Tim Neville and Kimmi Lewis Want to Deny Affordable Transit Fares to Kids and Low-Wage Riders

If passed, the bill would undermine a local year-long effort aimed at creating fairer fares.

Senator Tim Neville and Representative Kimmi Lewis.
Senator Tim Neville and Representative Kimmi Lewis.

State Senator Tim Neville and Representative Kimmi Lewis have a message for kids and poor Coloradans who have trouble affording transit fares: Tough luck.

The lawmakers filed a bill on Monday to make fare discounts and “incentive programs” illegal without approval from the Colorado General Assembly.

The timing is not coincidental. An RTD-led working group just finished a year of deliberations over how to overhaul the transit agency’s fare pass options. Tonight, the RTD Board will consider the group’s recommendations to recalibrate the EcoPass program while expanding fare discounts to people who need them most.

The proposal would let kids 12 and under ride RTD for free, create a 70 percent discount for ages 13 to 19, and give low-wage residents a 40 percent discount. Those discounts are part of a suite of changes that would pay for themselves by 2021, according to RTD documents, and should actually increase ridership.

You’d think Neville, Lewis, and their gang of Republican co-sponsors would at least appreciate RTD’s effort to refresh its fare pass program and increase ridership at little-to-no cost. Apparently not. Streetsblog has calls into both of their offices.

“We have seen the bill draft and will leave it up to the General Assembly to debate its merits and determine its outcome,” said RTD spokesperson Scott Reed.

“The Pass Program Working Group has spent the last year collaboratively designing an equitable solution to fair fares,” Stephanie Seifried, a spokesperson for Mile High Connects, said in a statement. “The implementation and execution of the recommendation cannot be ‘derailed’ at any cost, especially by a suspiciously timed bill that could potentially revoke RTD’s ability and authority to follow through on the goals set by the Pass Program working group.

The bill has five sponsors in the Senate, where it was assigned to the finance committee, and seven in the House, where it has yet to be brought to committee. While it could have a path through the Senate, the measure seems unlikely to clear the Democrat-controlled House, let alone get the governor’s signature.

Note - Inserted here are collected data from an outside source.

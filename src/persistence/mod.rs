//! Key-value persistence
//!
//! Everything the game remembers between visits is a flat scalar string
//! under a fixed key: LocalStorage on web, a plain map elsewhere.

use std::collections::HashMap;
use std::fmt;

/// Storage keys
pub mod keys {
    pub const HIGH_SCORE: &str = "snakeHighScore";
    pub const SPEED: &str = "gameSpeed";
    pub const CHARACTER: &str = "selectedCat";
}

/// Storage backend failure
#[derive(Debug, Clone, PartialEq, Eq)]
pub enum StorageError {
    /// No storage available (private browsing, blocked, native stub)
    Unavailable,
    /// Backend rejected the operation (quota, security error)
    Backend(String),
}

impl fmt::Display for StorageError {
    fn fmt(&self, f: &mut fmt::Formatter<'_>) -> fmt::Result {
        match self {
            Self::Unavailable => write!(f, "storage unavailable"),
            Self::Backend(msg) => write!(f, "storage error: {msg}"),
        }
    }
}

impl std::error::Error for StorageError {}

/// Minimal string key-value store
pub trait KeyValueStore {
    fn get(&self, key: &str) -> Result<Option<String>, StorageError>;
    fn set(&mut self, key: &str, value: &str) -> Result<(), StorageError>;
}

/// In-memory store (native builds and tests)
#[derive(Debug, Clone, Default)]
pub struct MemoryStore {
    entries: HashMap<String, String>,
}

impl MemoryStore {
    pub fn new() -> Self {
        Self::default()
    }

    pub fn with_entry(mut self, key: &str, value: &str) -> Self {
        self.entries.insert(key.to_string(), value.to_string());
        self
    }
}

impl KeyValueStore for MemoryStore {
    fn get(&self, key: &str) -> Result<Option<String>, StorageError> {
        Ok(self.entries.get(key).cloned())
    }

    fn set(&mut self, key: &str, value: &str) -> Result<(), StorageError> {
        self.entries.insert(key.to_string(), value.to_string());
        Ok(())
    }
}

/// Browser LocalStorage
#[cfg(target_arch = "wasm32")]
#[derive(Debug, Default)]
pub struct LocalStorage;

#[cfg(target_arch = "wasm32")]
impl LocalStorage {
    fn storage() -> Result<web_sys::Storage, StorageError> {
        web_sys::window()
            .and_then(|w| w.local_storage().ok())
            .flatten()
            .ok_or(StorageError::Unavailable)
    }
}

#[cfg(target_arch = "wasm32")]
impl KeyValueStore for LocalStorage {
    fn get(&self, key: &str) -> Result<Option<String>, StorageError> {
        Self::storage()?
            .get_item(key)
            .map_err(|e| StorageError::Backend(format!("{e:?}")))
    }

    fn set(&mut self, key: &str, value: &str) -> Result<(), StorageError> {
        Self::storage()?
            .set_item(key, value)
            .map_err(|e| StorageError::Backend(format!("{e:?}")))
    }
}

/// Read a value and parse it, treating missing, unreadable or malformed
/// entries as absent
pub fn load_parsed<T: std::str::FromStr>(store: &impl KeyValueStore, key: &str) -> Option<T> {
    match store.get(key) {
        Ok(Some(raw)) => match raw.trim().parse() {
            Ok(value) => Some(value),
            Err(_) => {
                log::warn!("Ignoring malformed {key:?} entry: {raw:?}");
                None
            }
        },
        Ok(None) => None,
        Err(e) => {
            log::warn!("Could not read {key:?}: {e}");
            None
        }
    }
}

#[cfg(test)]
pub(crate) mod tests {
    use super::*;

    /// Store whose backend is gone
    #[derive(Debug, Default)]
    pub struct BrokenStore;

    impl KeyValueStore for BrokenStore {
        fn get(&self, _key: &str) -> Result<Option<String>, StorageError> {
            Err(StorageError::Unavailable)
        }

        fn set(&mut self, _key: &str, _value: &str) -> Result<(), StorageError> {
            Err(StorageError::Backend("QuotaExceededError".into()))
        }
    }

    #[test]
    fn test_memory_store_roundtrip() {
        let mut store = MemoryStore::new();
        assert_eq!(store.get(keys::SPEED), Ok(None));
        store.set(keys::SPEED, "7").unwrap();
        assert_eq!(store.get(keys::SPEED), Ok(Some("7".to_string())));
    }

    #[test]
    fn test_load_parsed() {
        let store = MemoryStore::new()
            .with_entry(keys::HIGH_SCORE, "120")
            .with_entry(keys::SPEED, "fast");
        assert_eq!(load_parsed::<u64>(&store, keys::HIGH_SCORE), Some(120));
        assert_eq!(load_parsed::<u8>(&store, keys::SPEED), None);
        assert_eq!(load_parsed::<u8>(&store, keys::CHARACTER), None);
        assert_eq!(load_parsed::<u64>(&BrokenStore, keys::HIGH_SCORE), None);
    }
}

Still, it’s important to keep an eye on this proposal, which can only be described as spiteful, in case it picks up momentum or gets folded into other initiatives during the legislative session. This bill could also tangle up a bid to fund RTD by rerouting state subsidies for large retailers like Walmart, should a lawmaker introduce that bill this session.

Streetsblog will update this story as we get more information.

  • TakeFive

    ZZZZZZzzzzzzz…. This is a Yuge Nothing Burger. But…

    Just as I don’t see the legislature being involved in helping with ‘affordable’ RTD fares, neither should the legislature meddle into RTD business in any way, shape or form.

    • Some years back the courts found – in a fit of finesse – that RTD is a state “entity” – neither a state agency nor a constitutionally defined municipality or county. And because it is authorized under a separate section of Colorado statutes it’s easy to screw around with it at the capitol building because a large number of legislators have little interest in it. Some may even be attracted to anything that irks “Denver”. Senator Terry Considine of Colorado Springs admitted as much when asked at a District 4 Republican forum why his bill mandating exact details of private contract operation for RTD did not cover his own city.

      In the late 1980’s-early 1990’s the legislature averaged a drastic bill intervening in RTD every year. The measures were sloppily drafted (years later I heard from a DU Law student that he had a professor who shared that opinion). That made implementing the bills that actually passed tougher than necessary.

      The most ironic event in that era was late-bill passage in 1990 of SB208 which was designed to cleverly kill RTD “fixed guideway” transit without leaving fingerprints. It backfired.

      • TakeFive

        Hah… Thanks for the great feedback and insight. I never really followed the legislature ‘back when’ but I recall Terry Considine ‘syndicating’ some apartment projects. I’m sure it was discussed (by a lawyer) on a different blog but it was too many years ago that I don’t recall the details; only that there was some enabling legislation that allowed for self-defined districts to tax themselves for transit purposes.

  • Brooks

    I am confused why the legislature is concerning themselves with this…
    RTD is an independent government overseen by an elected board of directors. It is not a subsidiary of the State. So why is this even a thing?

    • TakeFive

      Only thing I can figure is it’s a counter-move to some who want the legislature to OK changes enabling a subsidy for RTD fares.

      Just a guess that in any given year fifty percent (or more) of the bills introduced have No Chance of passing; they’re only done for grandstanding purposes ie to please their so-called ‘base.’

  • Michael A. Wallin

    Its the “Whatever it is, I’m against it” Caucus.